EXERCISE REQUIREMENTS:
Restate verbatim the span of lines below between the line with "use axum::response::Response;" and the line with "let mut headers = HeaderMap::new();", including those two lines, and only that span.

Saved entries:
☆ ☆ ☆

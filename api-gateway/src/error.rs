use auth_svc_api::ErrorResponse;
use axum::{
    Json,
    http::StatusCode,
    response::{IntoResponse, Response},
};

#[derive(Debug, thiserror::Error)]
pub enum GatewayError {
    // === Session ===
    #[error("Not authenticated")]
    NotAuthenticated,
    #[error("Invalid session")]
    InvalidSession,

    // === Request validation ===
    /// Carries the parse error, which is returned to the client as is.
    #[error("{0}")]
    InvalidBody(String),
    #[error("Feature '{0}' must be a number")]
    InvalidFeature(String),

    // === Upstreams ===
    #[error("Prediction service unavailable: {0}")]
    PredictionUnavailable(String),
    #[error("Prediction service returned an invalid body: {0}")]
    PredictionMalformed(String),
    #[error("Auth service unavailable: {0}")]
    AuthServiceUnavailable(String),

    #[error("Internal error: {0}")]
    Internal(String),
}

impl GatewayError {
    fn get_error_info(&self) -> (StatusCode, String, Option<String>) {
        match self {
            GatewayError::NotAuthenticated | GatewayError::InvalidSession => {
                (StatusCode::UNAUTHORIZED, self.to_string(), None)
            }
            GatewayError::InvalidBody(_) | GatewayError::InvalidFeature(_) => {
                (StatusCode::BAD_REQUEST, self.to_string(), None)
            }
            GatewayError::PredictionUnavailable(detail) => (
                StatusCode::INTERNAL_SERVER_ERROR,
                "Failed to connect to ML service".to_string(),
                Some(detail.clone()),
            ),
            GatewayError::PredictionMalformed(detail) => (
                StatusCode::INTERNAL_SERVER_ERROR,
                "Failed to parse ML service response".to_string(),
                Some(detail.clone()),
            ),
            GatewayError::AuthServiceUnavailable(detail) => (
                StatusCode::INTERNAL_SERVER_ERROR,
                "Failed to reach auth service".to_string(),
                Some(detail.clone()),
            ),
            GatewayError::Internal(detail) => (
                StatusCode::INTERNAL_SERVER_ERROR,
                "An internal server error occurred".to_string(),
                Some(detail.clone()),
            ),
        }
    }
}

impl IntoResponse for GatewayError {
    fn into_response(self) -> Response {
        let (status, message, internal_detail) = self.get_error_info();

        if let Some(ref detail) = internal_detail {
            tracing::error!(%status, detail, "{message}");
        }

        (status, Json(ErrorResponse::new(message))).into_response()
    }
}
use axum::Json;
use axum::extract::rejection::JsonRejection;
use axum::extract::{Extension, State};
use serde_json::{Map, Value};

use crate::error::GatewayError;
use crate::middleware::session::SessionUser;
use crate::state::AppState;

/// POST /api/risk
/// Body must be a JSON object; it is scored by the configured backend.
pub async fn assess_risk(
    State(state): State<AppState>,
    Extension(session): Extension<SessionUser>,
    payload: Result<Json<Map<String, Value>>, JsonRejection>,
) -> Result<Json<Value>, GatewayError> {
    let Json(payload) = payload.map_err(|e| GatewayError::InvalidBody(e.body_text()))?;

    if let Some(user) = &session.user {
        tracing::info!(user_id = %user.id, "Risk assessment requested");
    }

    state.prediction.predict(&payload).await.map(Json)
}
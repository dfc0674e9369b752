use axum::body::{Body, to_bytes};
use axum::extract::{OriginalUri, Request, State};
use axum::http::{HeaderMap, HeaderName};
use axum::response::Response;

use crate::error::GatewayError;
use crate::state::AppState;

/// Largest request body forwarded to the auth service.
const MAX_PROXY_BODY_BYTES: usize = 1024 * 1024;

/// Headers that describe a single connection and must not be forwarded.
/// `Content-Length` is recomputed from the relayed body.
const SKIPPED_HEADERS: [&str; 10] = [
    "connection",
    "keep-alive",
    "proxy-authenticate",
    "proxy-authorization",
    "te",
    "trailer",
    "transfer-encoding",
    "upgrade",
    "host",
    "content-length",
];

fn is_skipped(name: &HeaderName) -> bool {
    SKIPPED_HEADERS.contains(&name.as_str())
}

fn copy_headers(from: &HeaderMap, to: &mut HeaderMap) {
    for (name, value) in from {
        if !is_skipped(name) {
            to.append(name.clone(), value.clone());
        }
    }
}

/// `/auth/*`
/// Forwards the request to the auth service and relays its answer untouched,
/// redirects and every `Set-Cookie` included.
///
/// The upstream path comes from [`OriginalUri`]: the nested router strips the
/// `/auth` prefix from the request URI.
pub async fn proxy_to_auth(
    State(state): State<AppState>,
    OriginalUri(original): OriginalUri,
    request: Request,
) -> Result<Response, GatewayError> {
    let (parts, body) = request.into_parts();
    let path_and_query = original
        .path_and_query()
        .map_or_else(|| original.path(), |pq| pq.as_str());
    let url = state.auth_url(path_and_query);

    let body = to_bytes(body, MAX_PROXY_BODY_BYTES)
        .await
        .map_err(|e| GatewayError::InvalidBody(e.to_string()))?;

    let mut headers = HeaderMap::new();
    copy_headers(&parts.headers, &mut headers);

    tracing::debug!(method = %parts.method, %url, "Proxying to auth service");

    let upstream = state
        .proxy_client
        .request(parts.method, &url)
        .headers(headers)
        .body(body)
        .send()
        .await
        .map_err(|e| GatewayError::AuthServiceUnavailable(e.to_string()))?;

    let status = upstream.status();
    let upstream_headers = upstream.headers().clone();
    let bytes = upstream
        .bytes()
        .await
        .map_err(|e| GatewayError::AuthServiceUnavailable(e.to_string()))?;

    let mut response = Response::new(Body::from(bytes));
    *response.status_mut() = status;
    copy_headers(&upstream_headers, response.headers_mut());

    Ok(response)
}
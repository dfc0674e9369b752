use std::sync::Arc;

use crate::auth::services::AuthService;
use crate::config::Config;

/// Shared handler state; cheap to clone.
#[derive(Clone)]
pub struct AppState {
    pub config: Arc<Config>,
    pub auth_service: Arc<AuthService>,
}

impl AppState {
    pub fn new(config: Config, auth_service: AuthService) -> Self {
        Self {
            config: Arc::new(config),
            auth_service: Arc::new(auth_service),
        }
    }

    pub fn cookie_secure(&self) -> bool {
        self.config.cookie_secure()
    }
}
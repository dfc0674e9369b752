// src/app.rs

use axum::{
    Router,
    routing::{get, post},
};
use tower_http::trace::TraceLayer;

use crate::handlers::auth::{get_session, google_callback, google_login, logout};
use crate::handlers::health::health;
use crate::state::AppState;

/// `/auth/*` routes
pub fn auth_routes() -> Router<AppState> {
    Router::new()
        .route("/google/login", get(google_login))
        .route("/google/callback", get(google_callback))
        .route("/logout", post(logout))
        .route("/session", get(get_session))
}

pub fn build_router(state: AppState) -> Router {
    Router::new()
        .route("/healthz", get(health))
        .nest("/auth", auth_routes())
        .layer(TraceLayer::new_for_http())
        .with_state(state)
}
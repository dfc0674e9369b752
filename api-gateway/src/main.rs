mod app;
mod config;
mod cookies;
mod error;
mod handlers;
mod middleware;
mod prediction;
mod state;

use anyhow::Context;
use tracing_subscriber::{layer::SubscriberExt, util::SubscriberInitExt};

use app::build_router;
use config::GatewayConfig;
use state::AppState;

pub fn setup_logging() {
    let filter = tracing_subscriber::EnvFilter::try_from_default_env().unwrap_or_else(|_| {
        tracing_subscriber::EnvFilter::new("info,api_gateway=debug,hyper_util=warn,tower_http=info")
    });

    tracing_subscriber::registry()
        .with(filter)
        .with(tracing_subscriber::fmt::layer())
        .init();
}

#[tokio::main]
async fn main() -> anyhow::Result<()> {
    setup_logging();
    tracing::info!("Starting api-gateway...");

    let config = GatewayConfig::from_env()?;
    let addr = config.bind_address();
    let app = build_router(AppState::new(config)?);

    let listener = tokio::net::TcpListener::bind(&addr)
        .await
        .with_context(|| format!("Failed to bind {addr}"))?;
    tracing::info!("🚀 Gateway running at http://{}", addr);
    axum::serve(listener, app).await?;

    Ok(())
}
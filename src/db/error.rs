/// Repository layer errors
#[derive(Debug, thiserror::Error)]
pub enum RepositoryError {
    #[error("Connection pool error: {0}")]
    PoolError(String),
    #[error("Unique constraint violation: {0}")]
    UniqueViolation(String),
    #[error("Foreign key constraint violation: {0}")]
    ForeignKeyViolation(String),
    #[error("Database error: {0}")]
    DatabaseError(String),
}

impl From<diesel::result::Error> for RepositoryError {
    fn from(err: diesel::result::Error) -> Self {
        use diesel::result::{DatabaseErrorKind, Error};

        match err {
            Error::DatabaseError(kind, info) => {
                let message = info.message().to_string();
                match kind {
                    DatabaseErrorKind::UniqueViolation => RepositoryError::UniqueViolation(message),
                    DatabaseErrorKind::ForeignKeyViolation => {
                        RepositoryError::ForeignKeyViolation(message)
                    }
                    _ => RepositoryError::DatabaseError(message),
                }
            }
            _ => RepositoryError::DatabaseError(err.to_string()),
        }
    }
}

impl From<diesel::r2d2::PoolError> for RepositoryError {
    fn from(err: diesel::r2d2::PoolError) -> Self {
        RepositoryError::PoolError(err.to_string())
    }
}
pub mod health;
pub mod proxy;
pub mod risk;
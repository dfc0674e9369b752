//! Startup work against PostgreSQL: readiness wait, migrations, schema check.

use std::fmt::Display;
use std::time::Duration;

use anyhow::{Context, Result, anyhow};
use diesel::pg::PgConnection;
use diesel::sql_types::{BigInt, Bool, Text};
use diesel::{Connection, QueryableByName, RunQueryDsl, sql_query};
use diesel_migrations::{EmbeddedMigrations, MigrationHarness, embed_migrations};

pub const MIGRATIONS: EmbeddedMigrations = embed_migrations!("migrations");

/// Tables every service relies on.
pub const EXPECTED_TABLES: [&str; 6] = [
    "users",
    "model_versions",
    "assessments",
    "reports",
    "auth_sessions",
    "audit_logs",
];

#[derive(QueryableByName)]
struct TableExists {
    #[diesel(sql_type = Bool)]
    present: bool,
}

#[derive(QueryableByName)]
struct RowCount {
    #[diesel(sql_type = BigInt)]
    count: i64,
}

/// Runs `op` until it succeeds, at most `attempts` times, sleeping
/// `interval` between failures.
pub async fn retry<T, E, F>(attempts: u32, interval: Duration, mut op: F) -> Result<T>
where
    E: Display,
    F: FnMut() -> std::result::Result<T, E>,
{
    for attempt in 1..=attempts {
        match op() {
            Ok(value) => return Ok(value),
            Err(e) => {
                tracing::info!("PostgreSQL not ready yet (attempt {attempt}/{attempts}): {e}");
                if attempt < attempts {
                    tokio::time::sleep(interval).await;
                }
            }
        }
    }

    anyhow::bail!("gave up after {attempts} attempts")
}

/// Opens a connection and checks it with `SELECT 1`.
pub fn connect(database_url: &str) -> Result<PgConnection> {
    let mut conn = PgConnection::establish(database_url)?;
    sql_query("SELECT 1").execute(&mut conn)?;
    Ok(conn)
}

pub async fn wait_for_db(
    database_url: &str,
    attempts: u32,
    interval: Duration,
) -> Result<PgConnection> {
    tracing::info!("Waiting for PostgreSQL to be ready...");
    let conn = retry(attempts, interval, || connect(database_url))
        .await
        .context("Timeout waiting for PostgreSQL")?;
    tracing::info!("PostgreSQL is ready!");
    Ok(conn)
}

/// Applies pending migrations; already applied ones are skipped.
pub fn run_migrations(conn: &mut PgConnection) -> Result<()> {
    tracing::info!("Running database migrations...");

    let applied = conn
        .run_pending_migrations(MIGRATIONS)
        .map_err(|e| anyhow!(e))
        .context("Failed to run migrations")?;

    if applied.is_empty() {
        tracing::info!("✅ Schema already up to date");
    }
    for version in applied {
        tracing::info!("✅ Applied migration {version}");
    }

    Ok(())
}

pub fn verify_schema(conn: &mut PgConnection) -> Result<()> {
    tracing::info!("Verifying database schema...");

    for table in EXPECTED_TABLES {
        let exists = sql_query(
            "SELECT EXISTS (
                SELECT 1 FROM information_schema.tables
                WHERE table_schema = 'public' AND table_name = $1
            ) AS present",
        )
        .bind::<Text, _>(table)
        .get_result::<TableExists>(conn)
        .with_context(|| format!("Failed to check table {table}"))?;

        if !exists.present {
            anyhow::bail!("Table {table} does not exist");
        }
        tracing::info!("  ✓ Table '{table}' exists");
    }

    let users = count_rows(conn, "users")?;
    let models = count_rows(conn, "model_versions")?;
    tracing::info!("  ✓ Found {users} users and {models} model versions");

    Ok(())
}

/// `table` must be one of [`EXPECTED_TABLES`]; it is spliced into the query.
fn count_rows(conn: &mut PgConnection, table: &str) -> Result<i64> {
    debug_assert!(EXPECTED_TABLES.contains(&table));

    sql_query(format!("SELECT COUNT(*) AS count FROM {table}"))
        .get_result::<RowCount>(conn)
        .map(|row| row.count)
        .with_context(|| format!("Failed to count {table}"))
}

☆ ☆ ☆

ANSWER SECTION:
use axum::response::Response;

use crate::error::GatewayError;
use crate::state::AppState;

/// Largest request body forwarded to the auth service.
const MAX_PROXY_BODY_BYTES: usize = 1024 * 1024;

/// Headers that describe a single connection and must not be forwarded.
/// `Content-Length` is recomputed from the relayed body.
const SKIPPED_HEADERS: [&str; 10] = [
    "connection",
    "keep-alive",
    "proxy-authenticate",
    "proxy-authorization",
    "te",
    "trailer",
    "transfer-encoding",
    "upgrade",
    "host",
    "content-length",
];

fn is_skipped(name: &HeaderName) -> bool {
    SKIPPED_HEADERS.contains(&name.as_str())
}

fn copy_headers(from: &HeaderMap, to: &mut HeaderMap) {
    for (name, value) in from {
        if !is_skipped(name) {
            to.append(name.clone(), value.clone());
        }
    }
}

/// `/auth/*`
/// Forwards the request to the auth service and relays its answer untouched,
/// redirects and every `Set-Cookie` included.
///
/// The upstream path comes from [`OriginalUri`]: the nested router strips the
/// `/auth` prefix from the request URI.
pub async fn proxy_to_auth(
    State(state): State<AppState>,
    OriginalUri(original): OriginalUri,
    request: Request,
) -> Result<Response, GatewayError> {
    let (parts, body) = request.into_parts();
    let path_and_query = original
        .path_and_query()
        .map_or_else(|| original.path(), |pq| pq.as_str());
    let url = state.auth_url(path_and_query);

    let body = to_bytes(body, MAX_PROXY_BODY_BYTES)
        .await
        .map_err(|e| GatewayError::InvalidBody(e.to_string()))?;

    let mut headers = HeaderMap::new();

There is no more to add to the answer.